Kath Ward is a Deputy Principal. Here she talks about the way the school has involved the Aboriginal community in planning.

Back in 2001 we began work to involve the Aboriginal community specifically, and it filtered back to the students as well.

We started with some key questions that we addressed with the Aboriginal community and the teaching staff. They were about where we were at with Aboriginal education at that time, what's good about schools for young people today, and what's bad. In other words, what are the issues that we need to address?

The support from the Aboriginal Liaison Officer at the District Office was important, and so were the Aboriginal mentors from the local schools, who are all big supporters of education. They were able to work at the ground level and bring in Elders as well.

 

The first couple of meetings weren’t held at the school but at the District Office and we had a diversity of people coming, ranging from Elders to Aboriginal people who had no connection with the school whatsoever. Teachers and the Aboriginal community met in separate groups in the first meeting before coming together. There were definitely more Aboriginal people there than staff members and we really brainstormed and discussed the issues.

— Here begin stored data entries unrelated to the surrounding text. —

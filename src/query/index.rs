//! Exact nearest-neighbour index over the corpus vectors
//!
//! Brute-force scan with squared Euclidean distance, the same metric a flat
//! L2 index reports. Corpus sizes here are small enough that an exact scan
//! per request is cheaper than maintaining an ANN structure.

use crate::{Result, Error};
use crate::corpus::QaCorpus;
use super::{QueryResult, SimilarityIndex};

/// Read-only flat index; position in `vectors` is the corpus id
#[derive(Debug, Clone)]
pub struct FlatIndex {
    vectors: Vec<Vec<f32>>,
    dimension: usize,
}

impl FlatIndex {
    /// Build an index from vectors of equal dimension
    pub fn new(vectors: Vec<Vec<f32>>) -> Result<Self> {
        let dimension = vectors.first().map(Vec::len).unwrap_or(0);

        if let Some((id, v)) = vectors.iter().enumerate().find(|(_, v)| v.len() != dimension) {
            return Err(Error::Index(format!(
                "vector {} has dimension {}, expected {}",
                id,
                v.len(),
                dimension
            )));
        }

        Ok(Self { vectors, dimension })
    }

    /// Build an index that must cover exactly the ids of `corpus`
    pub fn for_corpus(vectors: Vec<Vec<f32>>, corpus: &QaCorpus) -> Result<Self> {
        if vectors.len() != corpus.len() {
            return Err(Error::Index(format!(
                "index has {} vectors but corpus has {} entries",
                vectors.len(),
                corpus.len()
            )));
        }
        Self::new(vectors)
    }

    pub fn dimension(&self) -> usize {
        self.dimension
    }
}

impl SimilarityIndex for FlatIndex {
    fn nearest(&self, vector: &[f32]) -> Result<QueryResult> {
        if self.vectors.is_empty() {
            return Err(Error::Index("index is empty".to_string()));
        }
        if vector.len() != self.dimension {
            return Err(Error::Index(format!(
                "query has dimension {}, index expects {}",
                vector.len(),
                self.dimension
            )));
        }

        let mut best = QueryResult::new(0, f32::INFINITY);
        for (id, candidate) in self.vectors.iter().enumerate() {
            let distance = squared_l2(vector, candidate);
            if distance < best.distance {
                best = QueryResult::new(id, distance);
            }
        }

        Ok(best)
    }

    fn len(&self) -> usize {
        self.vectors.len()
    }
}

fn squared_l2(a: &[f32], b: &[f32]) -> f32 {
    a.iter().zip(b.iter()).map(|(x, y)| (x - y) * (x - y)).sum()
}

#[cfg(test)]
mod tests {
    use super::*;
    use crate::corpus::QaEntry;

    fn sample_index() -> FlatIndex {
        FlatIndex::new(vec![
            vec![1.0, 0.0],
            vec![0.0, 1.0],
            vec![-1.0, 0.0],
        ])
        .unwrap()
    }

    #[test]
    fn test_nearest() {
        let index = sample_index();

        let hit = index.nearest(&[0.1, 0.9]).unwrap();
        assert_eq!(hit.matched_id, 1);
        assert!((hit.distance - 0.02).abs() < 1e-6);
    }

    #[test]
    fn test_exact_hit_has_zero_distance() {
        let hit = sample_index().nearest(&[-1.0, 0.0]).unwrap();
        assert_eq!(hit.matched_id, 2);
        assert_eq!(hit.distance, 0.0);
    }

    #[test]
    fn test_dimension_mismatch() {
        assert!(matches!(sample_index().nearest(&[1.0, 0.0, 0.0]), Err(Error::Index(_))));
        assert!(FlatIndex::new(vec![vec![1.0], vec![1.0, 2.0]]).is_err());
    }

    #[test]
    fn test_empty_index() {
        let index = FlatIndex::new(vec![]).unwrap();
        assert!(index.is_empty());
        assert!(index.nearest(&[]).is_err());
    }

    #[test]
    fn test_for_corpus_checks_cardinality() {
        let corpus = QaCorpus::new(vec![QaEntry::new("q", "a")]);
        assert!(FlatIndex::for_corpus(vec![vec![1.0], vec![2.0]], &corpus).is_err());
        assert_eq!(FlatIndex::for_corpus(vec![vec![1.0]], &corpus).unwrap().len(), 1);
    }
}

The third meeting was all about ‘what do we actually want to do to make a difference?’ So we’d been through working out where we were at and now we were talking about what should be done and what we wanted to change.

So we ended up with a fairly basic plan that was based on the things that the Aboriginal community felt would be useful. One was about improved literacy, for instance, and there was also a view that there wasn't enough Aboriginal Studies happening in the schools. That was actually quite an eye opener for me. I was Head of English at the time and I knew we included quite a lot of Aboriginal perspectives, but I also knew that we didn't stand on a mountain and shout that out to the world. So we learned something about communicating what we actually do at school.

But avenues were marked out where we could improve. So we then had a fairly basic plan, which we took to the Aboriginal students as well. We actually got all the students together and told them about it and asked them the same sort of key questions: What is school like for you? What could it be like? What would you like us to do? And the kids generally agreed with what was on the plan.

At that time we tried to make the plan as concrete as possible and write down who was in charge of doing what and by when. So at the end of 2002 we were able to look at the plans again and see how it had gone. Lots of things had changed for the better.

Later came the Department’s ‘Creating the Vision’ document and the current plan really fits in with that.

Issues still come up from time to time, like in any school, and there’s sometimes friction and the need for reconciliation. We have to work hard to handle that.